Today was a bit of a wash, in some ways. I rose a little later than usual, ready to hop online and game for a bit on Xbox... but my controller batteries were both dead and refused to hold a charge. After a bit of fiddling, I managed to get one working, but it didn't charge fully so I've left it for the day - a quick search online showed they're no longer for sale most places, so that's bad. I also tried to get into NWN, but the blasted program's decided to endlessly max-and-minimize itself( ?? )in a loop when I start it under Win7. So again I tried to solve that little mystery, yet had to leave it unsolved by late afternoon; grrrr. Which left me with getting rid of the moderate headache I've had since Friday; short naps and Advils throughout the day have led me to the evening with only a few things done, but at least I've had a second day off to deal with such things, right? As an exciting close for the day, I dug into writing up a 'Departure Document' for work, an objective somewhat-brief summary of all the things that have caused me to leave, be they small, large or seemingly inconsequential. I'll be giving a copy of this to my DM and his boss, to do with as they will - most likely most of it will be ignored, yet I can't just let things go without documenting why I'm leaving in as non-bitter a way as I can manage. I'm being honest, and it also lets me express for myself the many, many reasons WHY I'm leaving, so I can clearly see why it's right for me to go.

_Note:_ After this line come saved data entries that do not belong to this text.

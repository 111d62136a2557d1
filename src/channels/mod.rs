//! Channel-facing message types.
//!
//! Channels (REPL, HTTP gateway) normalize their input into
//! [`IncomingMessage`] and render [`TurnReply`] back out. The agent never
//! knows which channel a turn came from.

use serde::{Deserialize, Serialize};

pub mod repl;
pub mod web;

/// One user turn, normalized across channels.
#[derive(Debug, Clone, Serialize, Deserialize)]
pub struct IncomingMessage {
    /// Channel name, e.g. `repl` or `web`.
    pub channel: String,
    /// Stable session key; turns sharing it are serialized.
    pub session_id: String,
    pub content: String,
}

impl IncomingMessage {
    pub fn new(
        channel: impl Into<String>,
        session_id: impl Into<String>,
        content: impl Into<String>,
    ) -> Self {
        Self {
            channel: channel.into(),
            session_id: session_id.into(),
            content: content.into(),
        }
    }
}

/// The agent's answer to one turn.
#[derive(Debug, Clone, Serialize, Deserialize)]
pub struct TurnReply {
    pub text: String,
    /// Structured companion data for channels that can render it.
    #[serde(default, skip_serializing_if = "Option::is_none")]
    pub payload: Option<serde_json::Value>,
}

impl TurnReply {
    pub fn text(text: impl Into<String>) -> Self {
        Self {
            text: text.into(),
            payload: None,
        }
    }

    pub fn with_payload(text: impl Into<String>, payload: serde_json::Value) -> Self {
        Self {
            text: text.into(),
            payload: Some(payload),
        }
    }
}
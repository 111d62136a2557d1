//! Small helpers shared by the config resolvers.

use std::env;

use crate::error::ConfigError;

/// Read an environment variable, treating unset and empty as absent.
pub(crate) fn optional_env(key: &str) -> Result<Option<String>, ConfigError> {
    match env::var(key) {
        Ok(value) => {
            let trimmed = value.trim();
            if trimmed.is_empty() {
                Ok(None)
            } else {
                Ok(Some(trimmed.to_string()))
            }
        }
        Err(env::VarError::NotPresent) => Ok(None),
        Err(env::VarError::NotUnicode(_)) => Err(ConfigError::InvalidValue {
            key: key.to_string(),
            message: "value is not valid UTF-8".to_string(),
        }),
    }
}

/// Fold a variant name to its canonical form: lowercase, with `-` and
/// spaces collapsed to `_`.
pub(crate) fn normalize_variant(raw: &str) -> String {
    raw.trim().to_ascii_lowercase().replace(['-', ' '], "_")
}

/// Decode a hex string, with or without a `0x` prefix. `None` on odd
/// length or a non-hex character.
pub(crate) fn decode_hex(raw: &str) -> Option<Vec<u8>> {
    let hex = raw
        .trim()
        .strip_prefix("0x")
        .or_else(|| raw.trim().strip_prefix("0X"))
        .unwrap_or_else(|| raw.trim());
    if hex.len() % 2 != 0 {
        return None;
    }
    hex.as_bytes()
        .chunks(2)
        .map(|pair| {
            let high = (pair[0] as char).to_digit(16)?;
            let low = (pair[1] as char).to_digit(16)?;
            Some((high * 16 + low) as u8)
        })
        .collect()
}
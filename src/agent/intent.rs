//! Typed operation intents.
//!
//! Every consumer matches on a closed `IntentKind`, so adding an operation
//! is a compile-time event, not a stringly-typed convention. A value-moving
//! kind only ever carries fully validated parameters; anything missing or
//! malformed is downgraded to `NeedsClarification` at routing time.

use serde::Serialize;

use crate::chain::Address;
use crate::chain::units::TokenAmount;

/// Validated parameters for a token transfer.
#[derive(Debug, Clone, PartialEq, Eq, Serialize)]
pub struct SendParams {
    pub symbol: String,
    pub amount: TokenAmount,
    pub to: Address,
}

/// Validated parameters for a token swap.
#[derive(Debug, Clone, PartialEq, Eq, Serialize)]
pub struct SwapParams {
    pub from_symbol: String,
    pub to_symbol: String,
    pub amount: TokenAmount,
}

/// What a routed utterance asks the agent to do.
#[derive(Debug, Clone, PartialEq, Serialize)]
#[serde(tag = "kind", rename_all = "snake_case")]
pub enum IntentKind {
    SendToken(SendParams),
    SwapToken(SwapParams),
    GenerateWallet,
    QueryBalance { symbol: Option<String> },
    QueryMarket { symbol: Option<String> },
    /// A recognizable operation with a missing or malformed parameter.
    /// `reason` is precise enough to show the user verbatim.
    NeedsClarification { reason: String },
    Unknown,
}

impl IntentKind {
    /// True for operations that move value and therefore require the
    /// preview-and-confirm gate.
    pub fn is_value_moving(&self) -> bool {
        matches!(self, Self::SendToken(_) | Self::SwapToken(_))
    }

    /// Stable label for logs and payloads.
    pub fn label(&self) -> &'static str {
        match self {
            Self::SendToken(_) => "send_token",
            Self::SwapToken(_) => "swap_token",
            Self::GenerateWallet => "generate_wallet",
            Self::QueryBalance { .. } => "query_balance",
            Self::QueryMarket { .. } => "query_market",
            Self::NeedsClarification { .. } => "needs_clarification",
            Self::Unknown => "unknown",
        }
    }
}

/// A routed utterance: the typed kind plus routing metadata.
#[derive(Debug, Clone, PartialEq, Serialize)]
pub struct RoutedIntent {
    pub kind: IntentKind,
    /// Classifier confidence; 0 when classification failed outright.
    pub confidence: f32,
    pub raw_text: String,
}

impl RoutedIntent {
    pub fn unknown(raw_text: impl Into<String>) -> Self {
        Self {
            kind: IntentKind::Unknown,
            confidence: 0.0,
            raw_text: raw_text.into(),
        }
    }
}
//! Flare C-chain adapter.
//!
//! Implements estimation and single-shot submission over JSON-RPC. The
//! whole read-nonce → sign → submit sequence runs under one exclusive
//! lock, so concurrent confirmations can never observe the same nonce.

use std::sync::Arc;

use async_trait::async_trait;
use chrono::{DateTime, Utc};
use tokio::sync::Mutex;

use crate::chain::abi;
use crate::chain::address::Address;
use crate::chain::rpc::RpcClient;
use crate::chain::tx::LegacyTransaction;
use crate::chain::units::TokenAmount;
use crate::chain::wallet::Wallet;
use crate::chain::{ChainAdapter, ChainOperation, Quote, SubmitReceipt};
use crate::error::ChainError;

/// Gas for a plain native-value transfer.
const NATIVE_TRANSFER_GAS: u64 = 21_000;

/// Headroom multiplier applied to `eth_estimateGas` results, in percent.
const GAS_HEADROOM_PCT: u64 = 120;

pub struct FlareAdapter {
    rpc: Arc<RpcClient>,
    chain_id: u64,
    native_decimals: u8,
    slippage_bps: u16,
    swap_router: Option<Address>,
    /// Serializes nonce read + sign + submit. Held for the whole sequence.
    submit_lock: Mutex<()>,
}

impl FlareAdapter {
    pub fn new(
        rpc: Arc<RpcClient>,
        chain_id: u64,
        native_decimals: u8,
        slippage_bps: u16,
        swap_router: Option<Address>,
    ) -> Self {
        Self {
            rpc,
            chain_id,
            native_decimals,
            slippage_bps,
            swap_router,
            submit_lock: Mutex::new(()),
        }
    }

    pub fn chain_id(&self) -> u64 {
        self.chain_id
    }

    fn fee_amount(&self, gas_limit: u64, gas_price: u128) -> Result<TokenAmount, ChainError> {
        let raw = gas_price
            .checked_mul(gas_limit as u128)
            .ok_or_else(|| ChainError::QuantityOverflow(format!("{}*{}", gas_price, gas_limit)))?;
        Ok(TokenAmount::from_raw(raw, self.native_decimals))
    }

    /// Build the `(to, value, calldata)` triple for a quoted operation.
    fn build_call(
        &self,
        quote: &Quote,
        from: &Address,
        deadline_unix: u64,
    ) -> Result<(Address, u128, Vec<u8>), ChainError> {
        match &quote.operation {
            ChainOperation::NativeTransfer { to, amount, .. } => {
                Ok((*to, amount.raw(), Vec::new()))
            }
            ChainOperation::Erc20Transfer {
                contract, to, amount, ..
            } => Ok((
                *contract,
                0,
                abi::encode_erc20_transfer(to, amount.raw()),
            )),
            ChainOperation::Swap {
                path, amount_in, ..
            } => {
                let router = self.swap_router.ok_or(ChainError::NoSwapRouter)?;
                let min_out = quote
                    .min_out
                    .ok_or_else(|| {
                        ChainError::MalformedResponse("swap quote missing min_out".to_string())
                    })?
                    .raw();
                Ok((
                    router,
                    0,
                    abi::encode_swap_exact_tokens(
                        amount_in.raw(),
                        min_out,
                        path,
                        from,
                        deadline_unix,
                    ),
                ))
            }
        }
    }

    async fn quote_swap_output(
        &self,
        amount_in: u128,
        path: &[Address],
        out_decimals: u8,
    ) -> Result<TokenAmount, ChainError> {
        let router = self.swap_router.ok_or(ChainError::NoSwapRouter)?;
        let data = abi::encode_get_amounts_out(amount_in, path);
        let ret = self.rpc.call_contract(&router, &data).await?;
        let amounts = abi::decode_u128_array(&ret)?;
        let out = amounts.last().copied().ok_or_else(|| {
            ChainError::MalformedResponse("getAmountsOut returned an empty array".to_string())
        })?;
        Ok(TokenAmount::from_raw(out, out_decimals))
    }
}

#[async_trait]
impl ChainAdapter for FlareAdapter {
    async fn estimate(&self, from: &Address, op: &ChainOperation) -> Result<Quote, ChainError> {
        let gas_price = self.rpc.gas_price().await?;

        match op {
            ChainOperation::NativeTransfer { .. } => {
                let fee = self.fee_amount(NATIVE_TRANSFER_GAS, gas_price)?;
                Ok(Quote {
                    operation: op.clone(),
                    gas_limit: NATIVE_TRANSFER_GAS,
                    gas_price,
                    fee,
                    expected_out: None,
                    min_out: None,
                })
            }
            ChainOperation::Erc20Transfer {
                contract, to, amount, ..
            } => {
                let data = abi::encode_erc20_transfer(to, amount.raw());
                let estimated = self.rpc.estimate_gas(from, contract, 0, &data).await?;
                let gas_limit = estimated.saturating_mul(GAS_HEADROOM_PCT) / 100;
                let fee = self.fee_amount(gas_limit, gas_price)?;
                Ok(Quote {
                    operation: op.clone(),
                    gas_limit,
                    gas_price,
                    fee,
                    expected_out: None,
                    min_out: None,
                })
            }
            ChainOperation::Swap {
                path,
                amount_in,
                out_decimals,
                ..
            } => {
                let router = self.swap_router.ok_or(ChainError::NoSwapRouter)?;
                let expected_out = self
                    .quote_swap_output(amount_in.raw(), path, *out_decimals)
                    .await?;
                let min_out = expected_out.mul_bps_floor(10_000 - self.slippage_bps);

                // Gas estimation needs plausible calldata; the deadline in
                // it does not affect gas, the real one is set at submit.
                let provisional_deadline = (Utc::now().timestamp() as u64).saturating_add(600);
                let data = abi::encode_swap_exact_tokens(
                    amount_in.raw(),
                    min_out.raw(),
                    path,
                    from,
                    provisional_deadline,
                );
                let estimated = self.rpc.estimate_gas(from, &router, 0, &data).await?;
                let gas_limit = estimated.saturating_mul(GAS_HEADROOM_PCT) / 100;
                let fee = self.fee_amount(gas_limit, gas_price)?;

                Ok(Quote {
                    operation: op.clone(),
                    gas_limit,
                    gas_price,
                    fee,
                    expected_out: Some(expected_out),
                    min_out: Some(min_out),
                })
            }
        }
    }

    async fn sign_and_submit(
        &self,
        wallet: &Wallet,
        quote: &Quote,
        deadline: DateTime<Utc>,
    ) -> Result<SubmitReceipt, ChainError> {
        let _guard = self.submit_lock.lock().await;

        let from = wallet.address();
        let deadline_unix = deadline.timestamp().max(0) as u64;

        // Failures before the raw send are definitive: nothing reached the
        // chain and the nonce was not consumed.
        let nonce = match self.rpc.transaction_count(&from).await {
            Ok(n) => n,
            Err(e) => return Ok(SubmitReceipt::failed(format!("nonce fetch failed: {}", e))),
        };

        let (to, value, data) = match self.build_call(quote, &from, deadline_unix) {
            Ok(parts) => parts,
            Err(e) => return Ok(SubmitReceipt::failed(e.to_string())),
        };

        let tx = LegacyTransaction {
            nonce,
            gas_price: quote.gas_price,
            gas_limit: quote.gas_limit,
            to: Some(to),
            value,
            data,
        };

        let signed = match tx.sign(wallet.signing_key(), self.chain_id) {
            Ok(s) => s,
            Err(e) => return Ok(SubmitReceipt::failed(e.to_string())),
        };

        tracing::debug!(
            nonce,
            gas_limit = quote.gas_limit,
            tx_hash = %signed.hash_hex(),
            "submitting transaction"
        );

        match self.rpc.send_raw_transaction(&signed.raw_hex()).await {
            Ok(hash) => Ok(SubmitReceipt::submitted(hash)),
            // A structured RPC error is the node rejecting the tx before
            // inclusion; the nonce is still free.
            Err(ChainError::Rpc { code, message }) => Ok(SubmitReceipt::failed(format!(
                "rejected by node ({}): {}",
                code, message
            ))),
            // Timeouts and dropped connections are ambiguous: the tx may
            // or may not be in flight. Never resend.
            Err(e) => Err(e),
        }
    }

    async fn native_balance(&self, address: &Address) -> Result<TokenAmount, ChainError> {
        let raw = self.rpc.balance(address).await?;
        Ok(TokenAmount::from_raw(raw, self.native_decimals))
    }

    async fn erc20_balance(
        &self,
        contract: &Address,
        owner: &Address,
        decimals: u8,
    ) -> Result<TokenAmount, ChainError> {
        let data = abi::encode_balance_of(owner);
        let ret = self.rpc.call_contract(contract, &data).await?;
        let raw = abi::decode_u128(&ret)?;
        Ok(TokenAmount::from_raw(raw, decimals))
    }
}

I think that's the best part of the whole exercise for me, mentally. Writing down all the things that have driven close to crazy over the years, so I can let them all go.

Yes, I make up all my haiku's myself, as I find my creativity returning the closer I draw to my last day at MMart. From there, I can only grow and thrive in a new life... as I intended to do 4 years ago when I moved to BC. A little delayed, but I am finally getting there!